Aku masih belum ingin beranjak dari deretan huruf ini. Meski pening kepalaku semakin beringas. Aku masih ingin mengingat bagaimana kau tidak pernah lupa bertanya tentang jiwaku hari ini: Sehat? Selalu, jawabku. Kau menambahkan: Jangan lupa, ini hari Selasa. Kau harus mengunjunginya. Itu mantra yang tiap pagi kau rapalkan. Lalu apakah aku bisa berpikir tentang jemari lentik wanita lain? Kata ia: Kau adalah gagang cangkir. Dan aku adalah manusia beruntung yang akan terus bergelayut di lengkungnya.
Gagang Cangkir. Begitu aku memberinya judul catatan singkat ini. Kau masih ingat? Sore itu, kau menyeduh kopi dengan cangkir berhias senja.

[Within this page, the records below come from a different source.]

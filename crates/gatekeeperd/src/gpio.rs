//! VBUS relay line over sysfs GPIO.

use std::path::PathBuf;

use gatekeeper_services::Actuator;

pub struct GpioActuator {
    value_path: Option<PathBuf>,
}

impl GpioActuator {
    /// `None` runs without hardware: every write is only logged.
    pub fn new(value_path: Option<PathBuf>) -> Self {
        if value_path.is_none() {
            tracing::warn!("no relay GPIO configured, relay writes are log-only");
        }
        Self { value_path }
    }
}

impl Actuator for GpioActuator {
    fn drive(&mut self, connected: bool) {
        let Some(path) = &self.value_path else {
            tracing::debug!(connected, "relay line");
            return;
        };
        let level: &[u8] = if connected { b"1" } else { b"0" };
        if let Err(e) = std::fs::write(path, level) {
            tracing::error!(error = %e, path = %path.display(), connected, "relay GPIO write failed");
        }
    }
}
//! Byte-signature pre-scan over the drive image.
//!
//! A stand-in for the real malware heuristic: any configured signature found
//! anywhere in the image is a threat. Reads in blocks and keeps a tail of
//! `longest - 1` bytes so signatures spanning a block boundary still match.

use std::fs::File;
use std::io::Read;
use std::path::PathBuf;

use gatekeeper_services::{ReadError, ScanVerdict, ThreatScanner};

const SCAN_BLOCK: usize = 64 * 1024;

pub struct SignatureScanner {
    path: PathBuf,
    signatures: Vec<Vec<u8>>,
    longest: usize,
}

impl SignatureScanner {
    pub fn new(path: impl Into<PathBuf>, signatures: Vec<Vec<u8>>) -> Self {
        let signatures: Vec<Vec<u8>> = signatures.into_iter().filter(|s| !s.is_empty()).collect();
        let longest = signatures.iter().map(Vec::len).max().unwrap_or(0);
        Self {
            path: path.into(),
            signatures,
            longest,
        }
    }

    fn matches(&self, haystack: &[u8]) -> bool {
        self.signatures
            .iter()
            .any(|sig| haystack.windows(sig.len()).any(|w| w == sig.as_slice()))
    }
}

impl ThreatScanner for SignatureScanner {
    fn scan(&mut self) -> Result<ScanVerdict, ReadError> {
        if self.signatures.is_empty() {
            return Ok(ScanVerdict::Clean);
        }
        let mut file = File::open(&self.path)?;
        let keep = self.longest - 1;
        let mut block = vec![0u8; SCAN_BLOCK];
        let mut window: Vec<u8> = Vec::with_capacity(SCAN_BLOCK + keep);
        let mut scanned: u64 = 0;

        loop {
            let n = file.read(&mut block)?;
            if n == 0 {
                break;
            }
            scanned += n as u64;
            window.extend_from_slice(&block[..n]);
            if self.matches(&window) {
                tracing::warn!(path = %self.path.display(), offset_hint = scanned, "signature match");
                return Ok(ScanVerdict::Threat);
            }
            let cut = window.len().saturating_sub(keep);
            window.drain(..cut);
        }

        tracing::info!(path = %self.path.display(), bytes = scanned, "scan clean");
        Ok(ScanVerdict::Clean)
    }
}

Lengkung gagangnya seperti pinggangmu. Kau berucap: Jangan begitu memegangnya. Karena itu bisa mengurangi jutaan kenikmatanya. Keningku berkerut: Lalu bagaimana? Begini, katamu sambil meraih cangkir yang sedari tadi ada di genggamanku. Memahami cangkir dengan larutan hitam di dalamnya tidak semudah melupakan kepedihan. Cangkir dan Kopi itu bernyawa. Perlakukan mereka seperti kau mencintaiku. Kerut di keningku semakin menjadi-jadi: Jangan mengada-ada! Tidak, katamu dengan suara sedikit tinggi. Cangkir dan Kopi adalah keseimbangan hidup. Keseimbangan jiwa. Jika kau semena-mena terhadapnya, mereka akan bersedih lalu menangis. Aku begitu kasihan ketika melihatmu mengaduk tanpa hati. Benturan sendok itu sungguh menyakitkan. Tapi kupingmu terlanjur tuli. Aku terdiam. Malaikat itu sedang membungkam bibir ini. Tiba-tiba saja aku ingin menangis. Kenapa aku bisa begitu jahat terhadap Cangkir dan Kopi? Hatiku bergejolak. Kau mematung. Kebisuanmu lebih dingin dari cairan kopi ini. Lalu menurutmu? Ia bersuara: Cinta itu persembahan. Bukan mengambil bagian. Semuanya menjadi hening. Aku ditelan kalimatmu.
Maafkan aku, Sayang. Ternyata selama ini, aku menjadi bagian dari mereka. Sulit memahami Cinta.
Embun mulai beranjak pergi. Terima kasih kerinduan. Pagi esok, kita bertemu lagi. Kopi tampak mengepul di mejaku. Aroma surga menyeruak dari dalamnya. Semoga aku tidak salah lagi memperlakukannya.

1 komentar:

Mengapa Saya Lebih Memilih Ikut Perlombaan Burung Lovebird?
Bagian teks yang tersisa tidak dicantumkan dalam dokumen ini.